À l’exception de ces missions et des préparatifs grandioses pour la mère de toutes les attaques aériennes contre l’Iran, qui ne sera jamais réalisée, il semble que l’armée de l’air n’ait pas grand-chose à faire, si ce n’est bombarder périodiquement la bande de Gaza impuissante ou le camp de réfugiés de Jénine. S’il n’y a pas assez de pilotes pour effectuer ces missions, non seulement la sécurité d’Israël ne sera pas compromise, mais elle pourrait même en bénéficier. Ces bombardements n’ont jamais empêché la résistance violente à l’occupation : ils n’ont fait que l’encourager, tout en commettant des crimes de guerre et en créant des tragédies humaines. Il serait donc préférable que les pilotes se reposent chez eux pendant un certain temps - jusqu’à la prochaine guerre, qui semble pour l’instant lointaine. Lorsqu’elle se rapprochera, on peut compter sur eux et sur les autres réservistes pour être les premiers à s’engager, que ce soit dans une semi-démocratie ou dans une semi-dictature.

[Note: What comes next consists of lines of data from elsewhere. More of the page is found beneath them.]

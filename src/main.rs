//! flatbook - latency driver
//!
//! Replays a two-phase synthetic workload against a fresh broker:
//!
//! 1. Build: even `i` bids at `(n - i) % 100 + 1`, odd `i` asks at
//!    `(n + i) % 100 + 100`. The two bands never cross.
//! 2. Cross: the bands are swapped, so every order is marketable.
//!
//! Quantity is `i % 10 + 1` throughout. After each phase the mean
//! per-order latency, the snapshot latency and the snapshot are printed.
//!
//! ```text
//! flatbook <number_of_orders> [config.toml]
//! ```

use std::env;
use std::process::ExitCode;

use tracing::{error, info};
use tracing_subscriber::EnvFilter;

use flatbook::clock::{Clock, MonotonicClock, Stopwatch};
use flatbook::{Broker, BrokerConfig, Order, Orderbook, Side};

const SNAPSHOT_DEPTH: usize = 10;

fn usage() {
    eprintln!("usage: flatbook <number_of_orders> [config.toml]");
}

/// Order `i` of a phase; `crossing` swaps the bid and ask price bands
fn workload_order(n: u64, i: u64, crossing: bool) -> (Side, f64, u64) {
    let low = ((n - i) % 100 + 1) as f64;
    let high = ((n + i) % 100 + 100) as f64;
    let quantity = i % 10 + 1;

    match (i & 1 == 0, crossing) {
        (true, false) => (Side::Buy, low, quantity),
        (false, false) => (Side::Sell, high, quantity),
        (true, true) => (Side::Buy, high, quantity),
        (false, true) => (Side::Sell, low, quantity),
    }
}

fn run_phase<C: Clock>(
    broker: &mut Broker,
    book: &mut Orderbook<SNAPSHOT_DEPTH>,
    depth: usize,
    clock: &C,
    n: u64,
    crossing: bool,
) {
    let mut orders = Stopwatch::new();
    let mut rejected = 0u64;

    for i in 0..n {
        let (side, price, quantity) = workload_order(n, i, crossing);
        let now = clock.now_ns();
        let order = Order::limit(side, price, quantity).with_id(now).with_timestamp(now);

        orders.start(clock);
        let result = broker.insert_order(&order);
        orders.stop(clock);

        if let Err(err) = result {
            rejected += 1;
            error!(%err, %order, "order rejected");
        }
    }

    let label = if crossing { "each order is matched in" } else { "build orderbook in" };
    println!("{label} :{:.1}ns", orders.mean_ns().unwrap_or(0.0));

    let mut snapshot = Stopwatch::new();
    snapshot.start(clock);
    broker.get_order_book(book, depth);
    let snapshot_ns = snapshot.stop(clock);

    println!("{book}");
    println!("the latency of getOrderBook is: {snapshot_ns}ns");
    println!();
    println!();

    info!(
        phase = if crossing { "cross" } else { "build" },
        orders = n,
        rejected,
        bid_levels = broker.bids().len(),
        ask_levels = broker.asks().len(),
        state_root = %hex::encode(broker.state_root()),
        "phase complete"
    );
}

fn main() -> ExitCode {
    tracing_subscriber::fmt()
        .with_env_filter(EnvFilter::try_from_default_env().unwrap_or_else(|_| EnvFilter::new("info")))
        .with_writer(std::io::stderr)
        .init();

    let args: Vec<String> = env::args().skip(1).collect();
    if args.is_empty() || args.len() > 2 {
        usage();
        return ExitCode::from(2);
    }

    let n: u64 = match args[0].parse() {
        Ok(n) => n,
        Err(err) => {
            eprintln!("invalid number_of_orders {:?}: {err}", args[0]);
            usage();
            return ExitCode::from(2);
        }
    };

    let config = match args.get(1) {
        Some(path) => match BrokerConfig::load_from_file(path) {
            Ok(config) => config,
            Err(err) => {
                eprintln!("{path}: {err}");
                return ExitCode::from(2);
            }
        },
        None => BrokerConfig::default(),
    };

    info!(
        orders = n,
        chunk_capacity = config.arena.chunk_capacity,
        max_chunks = config.arena.max_chunks,
        snapshot_depth = config.snapshot_depth,
        "starting"
    );

    let clock = MonotonicClock::new();
    let mut broker = Broker::with_config(&config.arena);
    let mut book = Orderbook::<SNAPSHOT_DEPTH>::new();
    let depth = config.snapshot_depth.min(SNAPSHOT_DEPTH);

    run_phase(&mut broker, &mut book, depth, &clock, n, false);
    run_phase(&mut broker, &mut book, depth, &clock, n, true);

    ExitCode::SUCCESS
}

Les jugements de Harel sur le refus attendu des soldats de servir dans les territoires sont porteurs d’espoir. L’une des réussites de la protestation est la légitimité qu’elle a conférée au refus de servir, pour la première fois dans l’histoire d’Israël. Il sera désormais plus difficile de qualifier les objecteurs de conscience de traîtres. On ne peut pas non plus ignorer le bénéfice qui pourrait résulter du fait de ne pas appeler les réservistes à servir dans les territoires [occupés depuis 1967]. Les territoires sont déjà saturés de soldats.

Voir des soldats assis jour et nuit à l’entrée des colonies illégales de Homesh et d’Evyatar, comme je l’ai fait cette semaine, suffit à faire exploser de rage. Voir les barrages routiers surgir sans rime ni raison, comme je l’ai vu cette semaine à l’entrée d’Anabta ou d’Emek Dotan, devant lesquels des centaines de voitures palestiniennes sont restées pendant des heures jusqu’à ce qu’ils soient enlevés sans raison, comme ils étaient apparus, c’est comprendre qu’il y a beaucoup trop de soldats qui s’ennuient dans les territoires.

L’excès de puissance a toujours été l’un des problèmes d’Israël. L’excès de puissance l’a conduit à l’arrogance, à la vantardise et à des guerres inutiles et l’a empêché de reconnaître les limites de sa puissance et de rechercher des alternatives. Peut-être que, par inadvertance, Israël fera ce qu’il faut et que nous aurons désormais une armée plus petite et plus intelligente, qui sera peut-être même un peu plus morale.